I Really think that wont work, I Need to stay on xanax or my life will be ruined i will turn into my old self. a Bitter Ugly person that had few friends was anti social negative with Panic attacks and Anxiety 24/7 These past few months iv been so happy with life im getting on track i love life so much and love being alive and going to college and living my life. When my xanax is taken i will end up failing out of college. Panic Attacks and hell will come back i will sit in agony with panic 24/7 and i will stay indoors all day depressed...... I Need Xanax i am not a abuser! This medication has helped like no other one i tried! Im so scared he is taking me off I Need to do something to stay on it.


----------



## Noca (Jun 24, 2005)

rocknroll714 said:


> Print this post out and show it to him.


ditto


----------



## hensley258 (Apr 24, 2010)

If he is going to force the issue the he can at least allow you a safe taper using Diazepam.

I hate how then damn doctors just decide to pull a benzo from a person putting them at risk for relaps or worse.


----------



## Bacon (Jul 4, 2010)

Yeah he keeps saying how he isnt keeping me on a benzo and all this was temporary. I am going to argue with him as much, Same with my mother she supports me Fully. I am such a positive person on Xanax i love life, im happy, im Kind, Im a great helpfull person and i have a true joy in life. I Enjoy going to college anxiety free and learning. This doctor doesn't understand how much this has turned my life around. Me and my mom are gonna argue to the fullest for him to keep me on xanax. When this medication is taken i will turn into my old ugly depressed state. Those where such bad days it gives me chills thinking about them.......I Will argue to my fullest to stay on this medication. For some reason he says i can stay on zoloft for years but he wants the xanax to go within a month. And he says that i wont experience withdrawl from taking .5 x3 daily and i can just cut myself off. He is refusing to refill my prescription at the moment..........Im just so sad i feel like crying.....Its people that abuse benzo's for a buzz really give the medication a bad rep so legitimate users like me and others on this board cant use the medication.... All it takes is a few to mess it up for everyone


----------



## Timboslice (Jul 28, 2010)

Is this your GP or your pDoc? 

If its your GP, and after you make your points he still doesn't offer to either keep you on them for a little while longer, or provide you an alternate and effective treatment-- book it. Get a new doctor. Hell if its your pDoc, get a new one.

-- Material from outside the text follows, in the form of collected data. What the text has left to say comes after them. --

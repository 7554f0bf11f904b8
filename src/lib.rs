use std::error::Error;

pub type DynError = Box<dyn Error + Send + Sync>;

pub mod config;
pub mod pipeline;
pub mod utils;
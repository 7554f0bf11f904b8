use zerocopy::{AsBytes, FromBytes, FromZeroes};

use crate::pipeline::routing::TYPE_MAX;

/// Fixed-layout message carried through both pipeline stages.
///
/// The struct is plain data so it crosses the rings by value with no
/// allocation or serialization on the hot path. Fields are ordered
/// largest-first and the tail padding is explicit, which keeps the layout
/// free of compiler-inserted padding and makes the 32-byte size testable.
#[repr(C)]
#[derive(Copy, Clone, Debug, AsBytes, FromBytes, FromZeroes)]
pub struct Message {
    /// Monotonic clock value at the moment of production.
    pub timestamp_ns: u64,

    /// Monotonic clock value at stage-1 exit. Zero until a processor
    /// stamps it; a strategy observing zero is a programming error.
    pub processed_ns: u64,

    /// Per-producer counter starting at 0. It advances with every message
    /// the producer builds, so gaps mark push-side drops under
    /// back-pressure.
    pub sequence: u32,

    /// Routing key for both stages, in `[0, TYPE_MAX]`.
    pub msg_type: u8,

    /// Originating producer index.
    pub producer_id: u8,

    /// Stamped by the processor at stage-1 exit.
    pub processor_id: u8,

    /// Explicit tail padding to 32 bytes.
    _pad: [u8; 9],
}

impl Message {
    /// Build a freshly produced message. Stage-1 exit fields start zeroed.
    #[inline(always)]
    pub fn new(msg_type: u8, producer_id: u8, sequence: u32, timestamp_ns: u64) -> Self {
        debug_assert!(msg_type <= TYPE_MAX);
        Self {
            timestamp_ns,
            processed_ns: 0,
            sequence,
            msg_type,
            producer_id,
            processor_id: 0,
            _pad: [0; 9],
        }
    }
}
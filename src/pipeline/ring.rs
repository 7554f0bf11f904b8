//! Bounded wait-free SPSC ring used for both pipeline hops.
//!
//! Each ring has exactly one producer endpoint and one consumer endpoint,
//! handed out as separate capability handles. The index protocol is the
//! classic two-counter scheme: `head` is written only by the producer,
//! `tail` only by the consumer, and one slot is always left empty so
//! `(head + 1) & mask == tail` means full and `head == tail` means empty
//! without a separate size counter on the hot path.
//!
//! Ordering contract:
//! - producer: `head` relaxed load (own index), `tail` acquire load,
//!   `head` release store after writing the slot;
//! - consumer: `tail` relaxed load (own index), `head` acquire load,
//!   `tail` release store after reading the slot.
//!
//! The release/acquire pair on `head` makes every slot write visible before
//! the matching pop, so the payload transfer is race-free without fences.

use std::cell::UnsafeCell;
use std::mem::MaybeUninit;
use std::sync::atomic::{AtomicUsize, Ordering};
use std::sync::Arc;

/// Bounded single-producer/single-consumer ring of `Copy` items.
///
/// Capacity must be a power of two so index arithmetic is a mask; the ring
/// holds up to `capacity - 1` items (one slot reserved for the full/empty
/// distinction).
pub struct SpscRing<T> {
    buf: Box<[UnsafeCell<MaybeUninit<T>>]>,
    mask: usize,

    /// Written only by the producer endpoint.
    head: AtomicUsize,
    _pad1: [u8; 56],

    /// Written only by the consumer endpoint.
    tail: AtomicUsize,
    _pad2: [u8; 56],
}

// Safety: the slot array is only touched under the head/tail protocol above;
// a slot is written before the release store of `head` and read after the
// acquire load of it, so no slot is accessed from two threads at once.
unsafe impl<T: Send> Send for SpscRing<T> {}
unsafe impl<T: Send> Sync for SpscRing<T> {}

impl<T: Copy> SpscRing<T> {
    /// Allocate a ring with `capacity` slots (`capacity - 1` usable).
    ///
    /// Panics if `capacity` is not a power of two or is below 2; the
    /// configuration layer validates this before construction.
    pub fn with_capacity(capacity: usize) -> Arc<Self> {
        assert!(
            capacity.is_power_of_two() && capacity >= 2,
            "ring capacity must be a power of two >= 2, got {capacity}",
        );

        let buf: Box<[UnsafeCell<MaybeUninit<T>>]> = (0..capacity)
            .map(|_| UnsafeCell::new(MaybeUninit::uninit()))
            .collect();

        Arc::new(Self {
            buf,
            mask: capacity - 1,
            head: AtomicUsize::new(0),
            _pad1: [0; 56],
            tail: AtomicUsize::new(0),
            _pad2: [0; 56],
        })
    }

    /// Producer endpoint handle.
    ///
    /// The handle is cloneable so a fan-in of producer threads can share a
    /// shard the way the fixed topology wires it, but the ring's contract
    /// is single-writer: with concurrent pushers a racing write can
    /// overwrite a slot, which surfaces as lost throughput, never as
    /// corruption of the index protocol.
    pub fn producer(self: &Arc<Self>) -> RingProducer<T> {
        RingProducer {
            ring: Arc::clone(self),
        }
    }

    /// Consumer endpoint handle. Exactly one consumer per ring.
    pub fn consumer(self: &Arc<Self>) -> RingConsumer<T> {
        RingConsumer {
            ring: Arc::clone(self),
        }
    }

    /// Total slot count (one more than the usable capacity).
    #[inline(always)]
    pub fn capacity(&self) -> usize {
        self.mask + 1
    }

    /// Approximate live size, readable from any thread.
    ///
    /// Telemetry only: both indices are loaded relaxed, so the value may be
    /// stale, but it never exceeds `capacity - 1`.
    #[inline(always)]
    pub fn len(&self) -> usize {
        let head = self.head.load(Ordering::Relaxed);
        let tail = self.tail.load(Ordering::Relaxed);
        head.wrapping_sub(tail) & self.mask
    }

    #[inline(always)]
    pub fn is_empty(&self) -> bool {
        self.len() == 0
    }

    #[inline(always)]
    fn try_push(&self, item: T) -> Result<(), T> {
        let head = self.head.load(Ordering::Relaxed);
        let next = (head + 1) & self.mask;

        if next == self.tail.load(Ordering::Acquire) {
            return Err(item); // full
        }

        // Safety: `head` is owned by this endpoint and the slot at `head`
        // was released by the consumer (tail has moved past it).
        unsafe {
            (*self.buf[head].get()).write(item);
        }
        self.head.store(next, Ordering::Release);
        Ok(())
    }

    #[inline(always)]
    fn try_pop(&self) -> Option<T> {
        let tail = self.tail.load(Ordering::Relaxed);

        if tail == self.head.load(Ordering::Acquire) {
            return None; // empty
        }

        // Safety: the acquire load of `head` above proves the producer
        // finished writing this slot before publishing it.
        let item = unsafe { (*self.buf[tail].get()).assume_init() };
        self.tail.store((tail + 1) & self.mask, Ordering::Release);
        Some(item)
    }
}

/// Push-side capability for one ring.
#[derive(Clone)]
pub struct RingProducer<T> {
    ring: Arc<SpscRing<T>>,
}

impl<T: Copy> RingProducer<T> {
    /// Non-blocking push. Returns the item back when the ring is full; the
    /// caller decides whether to yield, retry, or drop. Never blocks,
    /// never spins, never allocates.
    #[inline(always)]
    pub fn try_push(&self, item: T) -> Result<(), T> {
        self.ring.try_push(item)
    }
}

/// Pop-side capability for one ring.
pub struct RingConsumer<T> {
    ring: Arc<SpscRing<T>>,
}

impl<T: Copy> RingConsumer<T> {
    /// Non-blocking pop. `None` when the ring is empty.
    #[inline(always)]
    pub fn try_pop(&self) -> Option<T> {
        self.ring.try_pop()
    }

    #[inline(always)]
    pub fn is_empty(&self) -> bool {
        self.ring.is_empty()
    }
}

#[cfg(test)]
mod tests {
    use super::*;
    use std::thread;

    #[test]
    fn test_capacity_reserves_one_slot() {
        let ring = SpscRing::<u64>::with_capacity(8);
        let producer = ring.producer();
        let consumer = ring.consumer();

        // Seven pushes succeed, the eighth hits the reserved slot.
        for i in 0..7 {
            assert!(producer.try_push(i).is_ok(), "push {i} should fit");
            assert_eq!(ring.len(), i as usize + 1);
        }
        assert_eq!(producer.try_push(7), Err(7));
        assert_eq!(ring.len(), 7);

        // Seven pops drain it, the eighth sees empty.
        for i in 0..7 {
            assert_eq!(consumer.try_pop(), Some(i));
            assert_eq!(ring.len(), 6 - i as usize);
        }
        assert_eq!(consumer.try_pop(), None);
        assert!(ring.is_empty());
    }

    #[test]
    fn test_fifo_across_wraparound() {
        let ring = SpscRing::<u64>::with_capacity(4);
        let producer = ring.producer();
        let consumer = ring.consumer();

        // Push/pop far past the capacity so the indices wrap many times.
        for i in 0..1_000u64 {
            assert!(producer.try_push(i).is_ok());
            assert_eq!(consumer.try_pop(), Some(i));
        }
        assert!(ring.is_empty());
    }

    #[test]
    fn test_pop_empty_returns_none() {
        let ring = SpscRing::<u64>::with_capacity(16);
        let consumer = ring.consumer();
        assert_eq!(consumer.try_pop(), None);
    }

    #[test]
    #[should_panic(expected = "power of two")]
    fn test_non_power_of_two_capacity_panics() {
        let _ = SpscRing::<u64>::with_capacity(100);
    }

    #[test]
    fn test_concurrent_fifo_and_size_bound() {
        const COUNT: u64 = 200_000;
        const CAP: usize = 64;

        let ring = SpscRing::<u64>::with_capacity(CAP);
        let producer = ring.producer();
        let consumer = ring.consumer();
        let observer = Arc::clone(&ring);

        let producer_handle = thread::spawn(move || {
            for i in 0..COUNT {
                loop {
                    match producer.try_push(i) {
                        Ok(()) => break,
                        Err(_) => thread::yield_now(),
                    }
                }
            }
        });

        let consumer_handle = thread::spawn(move || {
            let mut expected = 0u64;
            while expected < COUNT {
                match consumer.try_pop() {
                    // Popped items must be exactly the pushed sequence.
                    Some(v) => {
                        assert_eq!(v, expected);
                        expected += 1;
                    }
                    None => thread::yield_now(),
                }
            }
        });

        // Telemetry reads from a third thread never exceed the bound.
        let observer_handle = thread::spawn(move || {
            let mut max_seen = 0;
            for _ in 0..10_000 {
                max_seen = max_seen.max(observer.len());
            }
            max_seen
        });

        producer_handle.join().expect("producer thread panicked");
        consumer_handle.join().expect("consumer thread panicked");
        let max_seen = observer_handle.join().expect("observer thread panicked");
        assert!(max_seen <= CAP - 1, "observed size {max_seen} over bound");
    }
}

Its your life Bacon, no sense suffering through it because a Doc is misinformed and scared of the DEA and lawsuits. Do your research and find someone who is willing to work with you safely and respectfully. 

Things'll be alright man.


----------



## precious007 (Jan 12, 2009)

Your doctor knows better why he/she is taking you off Xanax, but there's one thing... 

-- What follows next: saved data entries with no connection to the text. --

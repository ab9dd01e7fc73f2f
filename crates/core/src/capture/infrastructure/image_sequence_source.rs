use std::path::{Path, PathBuf};
use std::time::{Duration, Instant};

use crate::capture::domain::frame_source::{CameraUnavailable, CaptureError, FrameSource};
use crate::shared::constants::IMAGE_EXTENSIONS;
use crate::shared::frame::Frame;

/// Replays a directory of still images as if they came from a camera.
///
/// Files are played in file-name order. With `looping` the sequence restarts
/// after the last file, otherwise `read` returns [`CaptureError::Exhausted`].
/// Reads are paced to `frame_interval` so debounce timing behaves as it would
/// on live capture.
pub struct ImageSequenceSource {
    dir: PathBuf,
    looping: bool,
    frame_interval: Duration,
    files: Vec<PathBuf>,
    position: usize,
    frame_index: usize,
    last_read: Option<Instant>,
}

impl ImageSequenceSource {
    pub fn new(dir: impl Into<PathBuf>, looping: bool) -> Self {
        Self {
            dir: dir.into(),
            looping,
            frame_interval: Duration::ZERO,
            files: Vec::new(),
            position: 0,
            frame_index: 0,
            last_read: None,
        }
    }

    pub fn with_frame_interval(mut self, frame_interval: Duration) -> Self {
        self.frame_interval = frame_interval;
        self
    }

    fn unavailable(&self, reason: String) -> CameraUnavailable {
        CameraUnavailable {
            attempts: vec![self.dir.display().to_string()],
            reason,
        }
    }

    fn pace(&mut self) {
        if let Some(last) = self.last_read {
            let elapsed = last.elapsed();
            if elapsed < self.frame_interval {
                std::thread::sleep(self.frame_interval - elapsed);
            }
        }
        self.last_read = Some(Instant::now());
    }
}

fn is_image(path: &Path) -> bool {
    path.extension()
        .and_then(|e| e.to_str())
        .map(|e| IMAGE_EXTENSIONS.contains(&e.to_ascii_lowercase().as_str()))
        .unwrap_or(false)
}

impl FrameSource for ImageSequenceSource {
    fn open(&mut self) -> Result<(), CameraUnavailable> {
        let entries = std::fs::read_dir(&self.dir).map_err(|e| self.unavailable(e.to_string()))?;

        let mut files: Vec<PathBuf> = entries
            .filter_map(|entry| entry.ok().map(|e| e.path()))
            .filter(|path| path.is_file() && is_image(path))
            .collect();
        files.sort();

        if files.is_empty() {
            return Err(self.unavailable("directory contains no images".to_string()));
        }

        log::info!("Replaying {} images from {}", files.len(), self.dir.display());
        self.files = files;
        self.position = 0;
        self.frame_index = 0;
        self.last_read = None;
        Ok(())
    }

    fn read(&mut self) -> Result<Frame, CaptureError> {
        if self.files.is_empty() {
            return Err(CaptureError::NotOpen);
        }
        if self.position >= self.files.len() {
            if !self.looping {
                return Err(CaptureError::Exhausted);
            }
            self.position = 0;
        }

        self.pace();
        let path = &self.files[self.position];
        self.position += 1;

        let image = image::open(path)
            .map_err(|e| CaptureError::Device(format!("{}: {e}", path.display())))?
            .to_rgb8();
        let frame = Frame::from_rgb_image(image, self.frame_index, Instant::now());
        self.frame_index += 1;
        Ok(frame)
    }

    fn close(&mut self) {
        self.files.clear();
        self.position = 0;
    }
}
use thiserror::Error;

use crate::shared::frame::Frame;

/// No capture device could be opened. Fatal to the detector worker.
#[derive(Error, Debug, Clone, PartialEq)]
#[error("no camera could be opened (tried {}): {reason}", attempts.join(", "))]
pub struct CameraUnavailable {
    /// Human-readable description of each device tried, in order.
    pub attempts: Vec<String>,
    pub reason: String,
}

/// A single frame could not be read. Transient: back off briefly and retry.
#[derive(Error, Debug, Clone, PartialEq)]
pub enum CaptureError {
    #[error("source is not open")]
    NotOpen,
    #[error("source exhausted")]
    Exhausted,
    #[error("capture failed: {0}")]
    Device(String),
}

/// Owns a capture device and yields colour frames on demand.
///
/// `read` may block on hardware I/O; callers run it on their own thread.
pub trait FrameSource: Send {
    fn open(&mut self) -> Result<(), CameraUnavailable>;

    fn read(&mut self) -> Result<Frame, CaptureError>;

    /// Releases the device. Safe to call repeatedly.
    fn close(&mut self);
}
use crate::detection::domain::face_mesh::FaceMesh;
use crate::shared::frame::Frame;

/// Domain interface for the face-landmark capability.
///
/// Returns up to `max_faces` meshes in no particular order. Implementations
/// may keep inference state between frames, hence `&mut self`.
pub trait LandmarkModel: Send {
    fn detect(
        &mut self,
        frame: &Frame,
        max_faces: usize,
    ) -> Result<Vec<FaceMesh>, Box<dyn std::error::Error>>;
}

You can quit xanax from 1.5 mg's a day cold turkey (you can even commit suicide that how bad the withdrawal symptoms are) Last time I've quit Xanax from 3mg's a day I didn't sleep for 10 days in a row and I was simply paranoiac and scarred like hell.

Your doctor will probably give your another medication to substitute xanax.


----------



## Under17 (May 4, 2010)

Well personally I'd rather be on klonopin than xanax since xanax just doesn't last long enough for me. Of course that doesn't really help if he wants to get you off benzos completely. You really have nothing to lose by printing out what you typed up and showing it to him like other's have mentioned. If it doesn't work, he's gonna have to at least taper and I think benzo tapers are usually long and drawn out (I've never gone through the process myself). So if you think there's a good chance you'll relapse and your anxiety comes back he'll have no choice but to raise the dosage again, I can't see a doctor not helping someone with such bad anxiety and panic attacks. You need to let him know.


----------



## UltraShy (Nov 8, 2003)

Welcome to the War On Drugs. You're called collateral damage.

I guess you'll have to learn to like the taste of beer, wine, and liquor, the legal and socialy accepted way to drown your sorrows. I say that with both sarcasm and a sense of total disgust with the medical community that doesn't give a damn how you're doing. Keeping patients away from potential "drugs of abuse" is their goal, even if some "addictive" drugs may significantly help some patients. Doctors who care more about avoiding particular drugs than about providing the most effication treatment make me sick.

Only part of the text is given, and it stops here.